*Task statement:* If a line below contains the string "CmcClient", return that line.

[Data section]

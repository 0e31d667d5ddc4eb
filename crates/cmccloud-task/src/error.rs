//! Task orchestration error types

use std::time::Duration;
use thiserror::Error;

/// Where a provider-reported error was found in the response
#[derive(Debug, Clone, Copy, PartialEq, Eq)]
pub enum ApiErrorOrigin {
    /// Decoded by the transport from a non-2xx response
    Structured,
    /// Found inside a 2xx body that carried an error object
    Embedded,
}

/// Coarse classification of a [`TaskError`], independent of wrapping context
#[derive(Debug, Clone, Copy, PartialEq, Eq)]
pub enum ErrorKind {
    Transport,
    Api,
    UnpaidOrder,
    MalformedSubmission,
    UnexpectedState,
    TaskFailed,
    Timeout,
    Cancelled,
    InvalidTiming,
    Json,
}

/// Errors produced while submitting and waiting for provider tasks
#[derive(Error, Debug)]
pub enum TaskError {
    #[error("Transport error: {0}")]
    Transport(String),

    #[error("Error {code}: {text}")]
    Api {
        code: i64,
        text: String,
        origin: ApiErrorOrigin,
    },

    #[error("Order for {action} is not paid, params: {params}, response: {body}")]
    UnpaidOrder {
        action: String,
        params: String,
        body: String,
    },

    #[error("Response to {action} carries no task id: {body}")]
    MalformedSubmission { action: String, body: String },

    #[error("Unexpected task state: {state}")]
    UnexpectedState { state: String },

    #[error("Task failed with state {state}: {detail}")]
    TaskFailed { state: String, detail: String },

    #[error("Timeout after {elapsed:?} (last state: {})", .last_state.as_deref().unwrap_or("none"))]
    Timeout {
        elapsed: Duration,
        last_state: Option<String>,
    },

    #[error("Wait cancelled")]
    Cancelled,

    #[error("Invalid timing profile: {0}")]
    InvalidTiming(String),

    #[error("Error perform action {action}: {source}, params: {params}")]
    Action {
        action: String,
        params: String,
        #[source]
        source: Box<TaskError>,
    },

    #[error("Error perform action {action} with task id ({task_id}): {source}")]
    Task {
        action: String,
        task_id: String,
        #[source]
        source: Box<TaskError>,
    },

    #[error("Error when delete id {id} via {action}: {source}")]
    BulkSubmit {
        action: String,
        id: String,
        #[source]
        source: Box<TaskError>,
    },

    #[error("Error when delete via {action}, task id {task_id}: {source}")]
    BulkPoll {
        action: String,
        task_id: String,
        #[source]
        source: Box<TaskError>,
    },

    #[error("JSON error: {0}")]
    Json(#[from] serde_json::Error),
}

impl TaskError {
    /// Kind of the innermost error, looking through context wrappers
    pub fn kind(&self) -> ErrorKind {
        match self {
            TaskError::Transport(_) => ErrorKind::Transport,
            TaskError::Api { .. } => ErrorKind::Api,
            TaskError::UnpaidOrder { .. } => ErrorKind::UnpaidOrder,
            TaskError::MalformedSubmission { .. } => ErrorKind::MalformedSubmission,
            TaskError::UnexpectedState { .. } => ErrorKind::UnexpectedState,
            TaskError::TaskFailed { .. } => ErrorKind::TaskFailed,
            TaskError::Timeout { .. } => ErrorKind::Timeout,
            TaskError::Cancelled => ErrorKind::Cancelled,
            TaskError::InvalidTiming(_) => ErrorKind::InvalidTiming,
            TaskError::Json(_) => ErrorKind::Json,
            TaskError::Action { source, .. }
            | TaskError::Task { source, .. }
            | TaskError::BulkSubmit { source, .. }
            | TaskError::BulkPoll { source, .. } => source.kind(),
        }
    }

    /// Provider error code, if the innermost error came from the API
    pub fn api_code(&self) -> Option<i64> {
        match self.innermost() {
            TaskError::Api { code, .. } => Some(*code),
            _ => None,
        }
    }

    /// The innermost error, looking through context wrappers
    pub fn innermost(&self) -> &TaskError {
        match self {
            TaskError::Action { source, .. }
            | TaskError::Task { source, .. }
            | TaskError::BulkSubmit { source, .. }
            | TaskError::BulkPoll { source, .. } => source.innermost(),
            other => other,
        }
    }

    /// Wrap with the action name and parameters that produced this error
    pub fn in_action(self, action: &str, params: impl std::fmt::Display) -> Self {
        TaskError::Action {
            action: action.to_string(),
            params: params.to_string(),
            source: Box::new(self),
        }
    }
}

pub type Result<T> = std::result::Result<T, TaskError>;
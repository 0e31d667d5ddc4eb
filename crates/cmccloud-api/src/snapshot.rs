//! Snapshot operations

use crate::client::CmcClient;
use crate::error::Result;
use cmccloud_task::{OrderOutcome, Params, TaskStatus, TimingProfile, Transport};
use serde::{Deserialize, Serialize};

#[derive(Debug, Clone, Default, PartialEq, Eq, Serialize, Deserialize)]
#[serde(default)]
pub struct Snapshot {
    #[serde(rename = "uuid")]
    pub id: String,
    pub name: String,
    pub size: u32,
    pub state: String,
    pub created: String,
    pub volume_id: String,
    pub server_id: String,
}

pub struct SnapshotService<'a, T> {
    client: &'a CmcClient<T>,
}

impl<'a, T: Transport> SnapshotService<'a, T> {
    pub(crate) fn new(client: &'a CmcClient<T>) -> Self {
        Self { client }
    }

    pub async fn get(&self, id: &str) -> Result<Snapshot> {
        self.client.fetch("snapshot/info", Params::new().with_id(id)).await
    }

    /// Snapshot a volume; billable and slow
    pub async fn create(&self, volume_id: &str, name: &str) -> Result<OrderOutcome> {
        self.client
            .order(
                "snapshot/create",
                Params::new().with("volume_id", volume_id).with("name", name),
                TimingProfile::HALF_DAY,
            )
            .await
    }

    pub async fn delete(&self, id: &str) -> Result<TaskStatus> {
        self.client
            .delete_task("snapshot/delete", Params::new().with_id(id), TimingProfile::MEDIUM)
            .await
    }

    pub async fn rename(&self, id: &str, name: &str) -> Result<()> {
        self.client
            .post("snapshot/rename", Params::new().with_id(id).with("name", name))
            .await?;
        Ok(())
    }
}
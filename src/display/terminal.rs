//! Terminal display: ANSI half-block preview of the panel.
//!
//! Each terminal cell shows two vertically stacked pixels using the
//! upper-half-block glyph: foreground color = upper pixel, background
//! color = lower pixel. Output is diffed against the previously emitted
//! frame and flushed in a single `write()` syscall per push.

use super::DisplaySink;
use crate::frame::{Frame, Rgb};
use crossterm::{
    cursor, execute,
    terminal::{self, EnterAlternateScreen, LeaveAlternateScreen},
};
use std::io::{self, Write};
use std::sync::Mutex;

const HALF_BLOCK: &str = "\u{2580}";

/// Pre-allocated buffer for building ANSI escape sequences.
///
/// All output for one frame is accumulated here, then flushed at once
/// to prevent tearing.
struct AnsiBuffer {
    data: Vec<u8>,
}

impl AnsiBuffer {
    fn with_capacity(capacity: usize) -> Self {
        Self {
            data: Vec::with_capacity(capacity),
        }
    }

    #[inline]
    fn clear(&mut self) {
        self.data.clear();
    }

    #[inline]
    fn is_empty(&self) -> bool {
        self.data.is_empty()
    }

    /// Move cursor to (x, y) position (0-indexed; ANSI is 1-indexed).
    #[inline]
    fn cursor_move(&mut self, x: u16, y: u16) {
        // Writes into a Vec cannot fail
        write!(self.data, "\x1b[{};{}H", y + 1, x + 1).unwrap();
    }

    /// Set foreground color (true color).
    #[inline]
    fn set_fg(&mut self, color: Rgb) {
        write!(self.data, "\x1b[38;2;{};{};{}m", color.r, color.g, color.b).unwrap();
    }

    /// Set background color (true color).
    #[inline]
    fn set_bg(&mut self, color: Rgb) {
        write!(self.data, "\x1b[48;2;{};{};{}m", color.r, color.g, color.b).unwrap();
    }

    /// Reset all attributes.
    #[inline]
    fn reset_attrs(&mut self) {
        self.data.extend_from_slice(b"\x1b[0m");
    }

    #[inline]
    fn write_str(&mut self, s: &str) {
        self.data.extend_from_slice(s.as_bytes());
    }

    /// Flush to a writer in a single syscall.
    fn flush_to<W: Write>(&self, writer: &mut W) -> io::Result<()> {
        writer.write_all(&self.data)?;
        writer.flush()
    }
}

struct TermState {
    /// Last frame pushed, before brightness scaling.
    last: Option<Frame>,
    /// Last frame actually emitted (after brightness scaling).
    emitted: Option<Frame>,
    brightness: u8,
    output: AnsiBuffer,
}

/// Terminal preview backend.
///
/// Construction enters raw mode and the alternate screen; both are
/// restored on drop. Write failures are logged and swallowed so a
/// dying terminal degrades output rather than control flow.
pub struct TerminalDisplay {
    width: u32,
    height: u32,
    state: Mutex<TermState>,
}

impl TerminalDisplay {
    /// Set up the terminal and create the preview.
    ///
    /// # Errors
    ///
    /// Returns an error if raw mode or the alternate screen cannot be
    /// entered.
    pub fn new(width: u32, height: u32) -> io::Result<Self> {
        terminal::enable_raw_mode()?;
        let mut stdout = io::stdout();
        execute!(stdout, EnterAlternateScreen)?;
        execute!(stdout, cursor::Hide)?;

        Ok(Self {
            width,
            height,
            state: Mutex::new(TermState {
                last: None,
                emitted: None,
                brightness: 100,
                output: AnsiBuffer::with_capacity(65536),
            }),
        })
    }

    fn repaint(&self, state: &mut TermState) {
        let Some(last) = state.last.as_ref() else {
            return;
        };
        let scaled = scale_frame(last, state.brightness);
        state.output.clear();
        paint_diff(state.emitted.as_ref(), &scaled, &mut state.output);
        if !state.output.is_empty() {
            if let Err(e) = state.output.flush_to(&mut io::stdout()) {
                tracing::warn!("terminal write failed: {e}");
            }
        }
        state.emitted = Some(scaled);
    }
}

impl DisplaySink for TerminalDisplay {
    fn width(&self) -> u32 {
        self.width
    }

    fn height(&self) -> u32 {
        self.height
    }

    fn show_image(&self, frame: &Frame) {
        let mut state = self.state.lock().unwrap();
        state.last = Some(frame.clone());
        self.repaint(&mut state);
    }

    fn clear(&self) {
        self.show_image(&Frame::filled(self.width, self.height, Rgb::BLACK));
    }

    fn set_brightness(&self, value: u8) {
        let mut state = self.state.lock().unwrap();
        state.brightness = value.min(100);
        // Rescale whatever is on screen at the new level
        self.repaint(&mut state);
    }

    fn brightness(&self) -> u8 {
        self.state.lock().unwrap().brightness
    }
}

impl Drop for TerminalDisplay {
    fn drop(&mut self) {
        let mut stdout = io::stdout();
        let _ = execute!(stdout, cursor::Show);
        let _ = execute!(stdout, LeaveAlternateScreen);
        let _ = terminal::disable_raw_mode();
    }
}

/// Scale every channel by `brightness / 100` with integer math.
fn scale_frame(frame: &Frame, brightness: u8) -> Frame {
    if brightness >= 100 {
        return frame.clone();
    }
    let mut scaled = frame.clone();
    let b = u16::from(brightness);
    for pixel in scaled.pixels_mut() {
        *pixel = Rgb::new(
            ((u16::from(pixel.r) * b) / 100) as u8,
            ((u16::from(pixel.g) * b) / 100) as u8,
            ((u16::from(pixel.b) * b) / 100) as u8,
        );
    }
    scaled
}

/// Emit half-block cells for every pixel pair that changed since `prev`.
///
/// Tracks cursor position and current colors so runs of changed cells
/// cost one cursor move and color changes are only emitted when needed.
fn paint_diff(prev: Option<&Frame>, next: &Frame, out: &mut AnsiBuffer) {
    let width = next.width();
    let height = next.height();
    let rows = height.div_ceil(2);

    let mut cursor_at: Option<(u16, u16)> = None;
    let mut current_fg: Option<Rgb> = None;
    let mut current_bg: Option<Rgb> = None;
    let mut wrote = false;

    for row in 0..rows {
        let y_top = row * 2;
        let y_bot = y_top + 1;
        for x in 0..width {
            let top = next.get(x, y_top).unwrap_or(Rgb::BLACK);
            let bot = next.get(x, y_bot).unwrap_or(Rgb::BLACK);

            if let Some(prev) = prev {
                let prev_top = prev.get(x, y_top).unwrap_or(Rgb::BLACK);
                let prev_bot = prev.get(x, y_bot).unwrap_or(Rgb::BLACK);
                if prev_top == top && prev_bot == bot {
                    continue;
                }
            }

            let pos = (x as u16, row as u16);
            if cursor_at != Some(pos) {
                out.cursor_move(pos.0, pos.1);
            }
            if current_fg != Some(top) {
                out.set_fg(top);
                current_fg = Some(top);
            }
            if current_bg != Some(bot) {
                out.set_bg(bot);
                current_bg = Some(bot);
            }
            out.write_str(HALF_BLOCK);
            wrote = true;
            cursor_at = Some((pos.0 + 1, pos.1));
        }
    }

    if wrote {
        out.reset_attrs();
    }
}
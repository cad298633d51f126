//! Commands accepted by the engine, from any input source.

use crate::generators::ParamBag;
use crossbeam_channel::{Receiver, Sender};

/// Capacity of the shared command queue. Commands are tiny and drained
/// quickly; a small bound keeps a runaway source from hoarding memory.
pub const COMMAND_QUEUE_CAPACITY: usize = 64;

/// A control request routed to the expression manager or render pipeline.
///
/// Unknown names inside a command are ignored by the handlers; the
/// command itself never fails.
#[derive(Debug, Clone, PartialEq)]
pub enum Command {
    /// Switch the current expression by catalogue name.
    SetExpression(String),
    /// Set display brightness, clamped to 0-100.
    SetBrightness(u8),
    /// Route text to the active effect (or stage it for the next one).
    SetText(String),
    /// Flip the idle-blink flag.
    ToggleBlink,
    /// Activate a named effect preset.
    SetEffect(String),
    /// Remove the active effect.
    ClearEffect,
    /// Update parameters on the active effect.
    SetEffectParams(ParamBag),
}

/// Create the bounded FIFO queue all input sources feed.
pub fn command_queue() -> (Sender<Command>, Receiver<Command>) {
    crossbeam_channel::bounded(COMMAND_QUEUE_CAPACITY)
}
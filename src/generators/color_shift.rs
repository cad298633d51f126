//! Hue rotation of non-black pixels.

use super::{param_f32, FrameEffect, ParamBag};
use crate::frame::{hsv_to_rgb, rgb_to_hsv, Frame};

/// Walks the hue of every lit pixel around the color wheel over time.
///
/// Black pixels stay black so the face silhouette is preserved.
pub struct ColorShift {
    speed: f32,
}

impl ColorShift {
    /// Parameters: `speed` (default 1.0; 60 degrees of hue per second
    /// at speed 1).
    pub fn new(_width: u32, _height: u32, params: &ParamBag) -> Self {
        Self {
            speed: param_f32(params, "speed", 1.0),
        }
    }
}

impl FrameEffect for ColorShift {
    fn apply(&mut self, base: &Frame, t: f32) -> Frame {
        let offset = (t * self.speed * 60.0).rem_euclid(360.0);

        let mut out = base.clone();
        for pixel in out.pixels_mut() {
            if pixel.is_black() {
                continue;
            }
            let (h, s, v) = rgb_to_hsv(*pixel);
            *pixel = hsv_to_rgb(h + offset, s, v);
        }
        out
    }

    fn update_params(&mut self, params: &ParamBag) {
        self.speed = param_f32(params, "speed", self.speed);
    }
}
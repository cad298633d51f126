//! Visor daemon: load assets, open a display, run the command loop.

use clap::Parser;
use std::path::PathBuf;
use std::sync::Arc;
use std::time::Duration;
use tracing_subscriber::EnvFilter;
use visor::boot::play_boot_animation;
use visor::commands::command_queue;
use visor::display::{DisplaySink, MockDisplay, TerminalDisplay};
use visor::input::{KeyInput, KeyInputOptions};
use visor::monitor::SystemMonitor;
use visor::router::CommandRouter;
use visor::{Assets, Config, ExpressionManager, GeneratorRegistry, RenderPipeline, VisorError};

const BOOT_DURATION: Duration = Duration::from_secs(2);

#[derive(Parser, Debug)]
#[command(author, version, about = "LED matrix face engine", long_about = None)]
struct Cli {
    /// Path to the TOML config file.
    #[arg(short, long, default_value = "visor.toml")]
    config: PathBuf,

    /// Assets directory containing manifest.json (overrides the config).
    #[arg(short, long)]
    assets: Option<PathBuf>,

    /// Display backend, `terminal` or `mock` (overrides the config).
    #[arg(short, long)]
    backend: Option<String>,

    /// List expressions and effects, then exit.
    #[arg(long)]
    list: bool,
}

fn main() -> visor::Result<()> {
    init_tracing();

    let cli = Cli::parse();
    let mut config = Config::load(&cli.config)?;
    if let Some(backend) = cli.backend {
        config.display.backend = backend;
    }

    let assets_dir = cli
        .assets
        .unwrap_or_else(|| PathBuf::from(&config.expressions_dir));
    let assets = Assets::load(&assets_dir)?;

    if cli.list {
        println!("expressions:");
        for name in assets.catalogue.names() {
            println!("  {name}");
        }
        println!("effects:");
        for name in sorted_effect_names(&assets) {
            println!("  {name}");
        }
        return Ok(());
    }

    let mut monitor = SystemMonitor::new();
    let status = monitor.status();
    tracing::info!(
        cpu = status.cpu_usage,
        uptime = status.uptime,
        "host status"
    );

    let registry = Arc::new(GeneratorRegistry::with_builtins());
    let sink = create_display(&config)?;
    sink.set_brightness(config.display.brightness);

    play_boot_animation(&sink, BOOT_DURATION);

    let startup = startup_expression(&assets, &config);
    let effect_names = sorted_effect_names(&assets);

    let pipeline = Arc::new(RenderPipeline::new(sink.clone(), registry.clone()));
    let manager = Arc::new(ExpressionManager::new(
        pipeline.clone() as Arc<dyn DisplaySink>,
        registry,
        assets.catalogue,
        &config,
    ));

    if let Some(name) = &startup {
        manager.set_expression(name);
    } else {
        tracing::warn!("no expressions loaded, the face stays dark");
    }

    let (command_tx, command_rx) = command_queue();
    let (quit_tx, quit_rx) = crossbeam_channel::bounded(1);
    let input = KeyInput::spawn(
        command_tx,
        quit_tx,
        KeyInputOptions {
            expressions: manager.expression_names(),
            effects: effect_names,
            brightness: config.display.brightness,
        },
    );

    let router = CommandRouter::new(manager.clone(), pipeline.clone(), assets.effects);
    tracing::info!(
        width = config.display.width,
        height = config.display.height,
        backend = %config.display.backend,
        "visor running"
    );
    router.run(&command_rx, &quit_rx);

    input.join();
    Ok(())
}

fn create_display(config: &Config) -> visor::Result<Arc<dyn DisplaySink>> {
    let width = config.display.width;
    let height = config.display.height;
    match config.display.backend.as_str() {
        "terminal" => Ok(Arc::new(TerminalDisplay::new(width, height)?)),
        "mock" => Ok(Arc::new(MockDisplay::new(width, height))),
        other => Err(VisorError::config(format!(
            "unknown display backend '{other}'"
        ))),
    }
}

/// Pick the startup face: the configured default when it exists, then the
/// manifest's nomination, then the first name in sort order.
fn startup_expression(assets: &Assets, config: &Config) -> Option<String> {
    if assets.catalogue.contains(&config.default_expression) {
        return Some(config.default_expression.clone());
    }
    if let Some(name) = &assets.default_expression {
        if assets.catalogue.contains(name) {
            return Some(name.clone());
        }
    }
    assets.catalogue.names().into_iter().next()
}

fn sorted_effect_names(assets: &Assets) -> Vec<String> {
    let mut names: Vec<String> = assets.effects.keys().cloned().collect();
    names.sort();
    names
}

fn init_tracing() {
    let _ = tracing_subscriber::fmt()
        .with_env_filter(
            EnvFilter::try_from_default_env().unwrap_or_else(|_| EnvFilter::new("info")),
        )
        .try_init();
}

[/Data section]

*Your solution:*
use crate::client::CmcClient;
    client: &'a CmcClient<T>,
    pub(crate) fn new(client: &'a CmcClient<T>) -> Self {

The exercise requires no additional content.